Background & Objective: Candida albicans (C.-P. Robin) Berkhout, the pathogenic yeasts’ ability to transform from yeast to hyphal forms in the bloodstream is essential during systemic infections. Among the several virulence factors studied, secreted aspartic proteinases (SAPs) involved in hyphal penetration are targets of putative hyphal inhibitors. Upregulation of SAP6 gene, (two-to 31- fold high) during budded to hyphal transition and lack of studies on its inhibition, prompted us to investigate this particular protein using in silico tools.

Results: Hyphal inhibition of germinating yeast cells by melianone, a triterpenoid, from Swietenia mahagoni (L.) Jacq. (Meliaceae) was observed at 0.1 μM (IC50). One of the targets of putative hyphal inhibitors, SAP, was assayed and for the first time, 50 % of the biological SAP activity was found to be inhibited by melianone at 0.125 μM. This data on SAP inhibition led us to analyse the 3-dimensional structure for SAP6 protein that was constructed through a combination of homology modelling and ab-initio method (Phyre2) and validated before performing Induced Fit Docking (IFD). Melianone formed H-bond and hydrophobic interactions with the crucial residues (ASP108, TYR160, ALA161, ASP162, ASP294, THR297, ASP379) in the catalytic site of SAP6 with a glide energy (-)54.9327 kcal/mol upon Induced Fit Docking (IFD).
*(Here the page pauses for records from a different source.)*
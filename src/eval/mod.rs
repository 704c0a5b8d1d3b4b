//! Execution engine for psi
//!
//! The interpreter walks a token stream against an operand stack and a stack
//! of dictionaries:
//! - Literals push themselves
//! - `/name` pushes a name without resolving it
//! - `{ ... }` is collected into a procedure and pushed, not run
//! - Any other word is looked up in the operator table first, then in the
//!   dictionary stack (innermost scope first); a dictionary hit is pushed
//!
//! # Operator Dispatch
//!
//! Operators are plain `fn(&mut Interpreter)` values registered once in
//! `OperatorTable::standard()`. Each operator group lives in its own module
//! as an `impl Interpreter` block and does its own arity and type checks.
//!
//! # Scoping
//!
//! In dynamic mode a procedure body resolves names against whatever scopes
//! are active when it runs. In lexical mode every procedure remembers the
//! dictionary that was on top when it was built, and runs with that single
//! dictionary as its whole scope chain.

mod compare;
mod control;
mod dictionary;
mod helpers;
mod io;
mod math;
mod operators;
mod stack;
mod string;
mod tests;

pub use operators::{Operator, OperatorTable};

use crate::dict::DictStack;
use crate::display;
use crate::lexer::{lex, LexError, Token};
use crate::stack::OperandStack;
use crate::value::{Procedure, Value};
use std::io::Write;
use thiserror::Error;
use tracing::{debug, trace};

#[derive(Error, Debug)]
pub enum EvalError {
    #[error("Stack underflow: {0}")]
    StackUnderflow(String),
    #[error("Type error in {op}: expected {expected}, got {got}")]
    TypeError {
        op: String,
        expected: &'static str,
        got: &'static str,
    },
    #[error("Type mismatch in {0}")]
    TypeMismatch(String),
    #[error("Divide by zero in {0}")]
    DivideByZero(String),
    #[error("Dictionary capacity exceeded")]
    DictCapacityExceeded,
    #[error("Dictionary stack underflow")]
    DictStackUnderflow,
    #[error("Undefined name: {0}")]
    NameUndefined(String),
    #[error("Unclosed procedure")]
    UnclosedProcedure,
    #[error("Index out of range in {op}: {index} (length {len})")]
    IndexOutOfRange { op: String, index: i64, len: usize },
    #[error("Range check in {op}: {detail}")]
    RangeCheck { op: String, detail: String },
    #[error("Malformed input: {0}")]
    MalformedInput(String),
    #[error("IO error: {0}")]
    Io(#[from] std::io::Error),
}

/// Error from `Interpreter::run`, which tokenizes before executing
#[derive(Error, Debug)]
pub enum RunError {
    #[error(transparent)]
    Lex(#[from] LexError),
    #[error(transparent)]
    Eval(#[from] EvalError),
}

/// How procedure bodies resolve free names
#[derive(Debug, Clone, Copy, PartialEq, Eq, Default)]
pub enum Scoping {
    /// Resolve against the scopes active at the call site
    #[default]
    Dynamic,
    /// Resolve against the scope captured when the procedure was built
    Lexical,
}

impl Scoping {
    pub fn label(self) -> &'static str {
        match self {
            Scoping::Dynamic => "dynamic",
            Scoping::Lexical => "lexical",
        }
    }
}

/// The interpreter owns all mutable state for one session
pub struct Interpreter {
    /// The operand stack
    pub(crate) stack: OperandStack,
    /// Scope chain, global dictionary at the bottom
    pub(crate) dict_stack: DictStack,
    /// Fixed for the lifetime of the interpreter
    pub(crate) scoping: Scoping,
    /// Built-in operators, populated once
    pub(crate) operators: OperatorTable,
    /// Set by `quit`; stops all further token processing
    pub(crate) quit: bool,
    /// Destination for print / = / ==
    pub(crate) out: Box<dyn Write>,
    /// Trace mode - print stack after each top-level token
    pub(crate) trace_mode: bool,
    /// Procedure nesting depth (0 = top-level batch)
    pub(crate) call_depth: usize,
}

impl Default for Interpreter {
    fn default() -> Self {
        Self::new(Scoping::Dynamic)
    }
}

impl Interpreter {
    pub fn new(scoping: Scoping) -> Self {
        Self::with_output(scoping, Box::new(std::io::stdout()))
    }

    /// Create an interpreter whose text output goes to `out`
    pub fn with_output(scoping: Scoping, out: Box<dyn Write>) -> Self {
        Interpreter {
            stack: OperandStack::new(),
            dict_stack: DictStack::new(),
            scoping,
            operators: OperatorTable::standard(),
            quit: false,
            out,
            trace_mode: false,
            call_depth: 0,
        }
    }

    pub fn scoping(&self) -> Scoping {
        self.scoping
    }

    /// Enable or disable trace mode
    pub fn set_trace_mode(&mut self, enabled: bool) {
        self.trace_mode = enabled;
    }

    /// Number of values on the operand stack (for the prompt)
    pub fn stack_count(&self) -> usize {
        self.stack.count()
    }

    /// Operand stack, bottom to top
    pub fn stack(&self) -> &[Value] {
        self.stack.as_slice()
    }

    /// Top of the operand stack
    pub fn peek(&self) -> Option<&Value> {
        self.stack.peek()
    }

    pub fn clear_stack(&mut self) {
        self.stack.clear();
    }

    /// True once `quit` has run
    pub fn has_quit(&self) -> bool {
        self.quit
    }

    /// Number of dictionaries on the dictionary stack
    pub fn dict_depth(&self) -> usize {
        self.dict_stack.depth()
    }

    /// Names defined in any active scope (for tab completion)
    pub fn defined_names(&self) -> Vec<String> {
        self.dict_stack.names()
    }

    /// Names of the built-in operators (for tab completion)
    pub fn operator_names(&self) -> Vec<&'static str> {
        self.operators.names()
    }

    /// Look a name up through the dictionary stack
    pub fn lookup(&self, name: &str) -> Result<Value, EvalError> {
        self.dict_stack.lookup(name)
    }

    /// Tokenize and execute source text
    pub fn run(&mut self, source: &str) -> Result<(), RunError> {
        let tokens = lex(source)?;
        self.execute(&tokens)?;
        Ok(())
    }

    /// Execute a token sequence.
    ///
    /// Stops at the first error; tokens already applied stay applied. Stops
    /// quietly once the quit flag is set.
    pub fn execute(&mut self, tokens: &[Token]) -> Result<(), EvalError> {
        if self.call_depth == 0 {
            debug!(tokens = tokens.len(), scoping = self.scoping.label(), "executing batch");
        }

        let mut pos = 0;
        while pos < tokens.len() {
            if self.quit {
                debug!("quit flag set, stopping");
                break;
            }

            let token = &tokens[pos];
            trace!(%token, depth = self.call_depth, "dispatch");

            let next = match token {
                Token::Int(n) => {
                    self.stack.push(Value::Int(*n));
                    pos + 1
                }
                Token::Float(x) => {
                    self.stack.push(Value::Real(*x));
                    pos + 1
                }
                Token::Bool(b) => {
                    self.stack.push(Value::Bool(*b));
                    pos + 1
                }
                Token::Str(s) => {
                    self.stack.push(Value::Str(s.clone()));
                    pos + 1
                }
                Token::Name(name) => {
                    self.stack.push(Value::Name(name.clone()));
                    pos + 1
                }
                Token::Operator(name) => {
                    self.dispatch(name)?;
                    pos + 1
                }
                Token::BlockStart => {
                    let (procedure, next) = self.build_procedure(tokens, pos)?;
                    self.stack.push(Value::Proc(procedure));
                    next
                }
                // Every matched `}` is consumed by build_procedure
                Token::BlockEnd => {
                    return Err(EvalError::MalformedInput("unmatched '}'".into()));
                }
            };

            if self.trace_mode && self.call_depth == 0 {
                self.print_trace(token);
            }
            pos = next;
        }

        Ok(())
    }

    /// Operator table first, then the dictionary stack
    fn dispatch(&mut self, name: &str) -> Result<(), EvalError> {
        if let Some(op) = self.operators.get(name) {
            return op(self);
        }
        let value = self.dict_stack.lookup(name)?;
        self.stack.push(value);
        Ok(())
    }

    /// Collect the procedure whose `{` sits at `start`.
    ///
    /// Returns the procedure and the index just past its matching `}`.
    /// Nested blocks are copied into the body as raw tokens.
    pub(crate) fn build_procedure(
        &self,
        tokens: &[Token],
        start: usize,
    ) -> Result<(Procedure, usize), EvalError> {
        let mut depth = 1usize;
        let mut pos = start + 1;

        while pos < tokens.len() {
            match tokens[pos] {
                Token::BlockStart => depth += 1,
                Token::BlockEnd => {
                    depth -= 1;
                    if depth == 0 {
                        let captured = match self.scoping {
                            Scoping::Lexical => Some(self.dict_stack.top().clone()),
                            Scoping::Dynamic => None,
                        };
                        let body = tokens[start + 1..pos].into();
                        return Ok((Procedure::new(body, captured), pos + 1));
                    }
                }
                _ => {}
            }
            pos += 1;
        }

        Err(EvalError::UnclosedProcedure)
    }

    /// Run a procedure body on the shared operand stack.
    ///
    /// A lexically captured procedure runs with its captured dictionary as
    /// the only scope; the caller's dictionary stack is put back afterwards,
    /// on the error path too.
    pub(crate) fn run_procedure(&mut self, procedure: &Procedure) -> Result<(), EvalError> {
        trace!(len = procedure.len(), depth = self.call_depth, "run procedure");
        self.call_depth += 1;

        let result = match (self.scoping, &procedure.captured) {
            (Scoping::Lexical, Some(captured)) => {
                let saved =
                    std::mem::replace(&mut self.dict_stack, DictStack::scoped(captured.clone()));
                let result = self.execute(&procedure.body);
                self.dict_stack = saved;
                result
            }
            _ => self.execute(&procedure.body),
        };

        self.call_depth -= 1;
        result
    }

    /// Print trace output showing the token and the stack after it
    pub(crate) fn print_trace(&self, token: &Token) {
        eprintln!(
            "\x1b[90m>>> {} │ {}\x1b[0m",
            token,
            display::format_stack_line(self.stack.as_slice())
        );
    }
}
Conclusion: We report here for the first time on the SAP inhibitory ability of melianone at 0.125 uM. Being a small molecular mass inhibitor, binding with high affinity to the S3 pocket sites of SAP proteins provides evidence for pre-clinical testing of such compounds against fungal pathogens. The study is a valuable insight for further research on novel and effective inhibitors targeting SAP.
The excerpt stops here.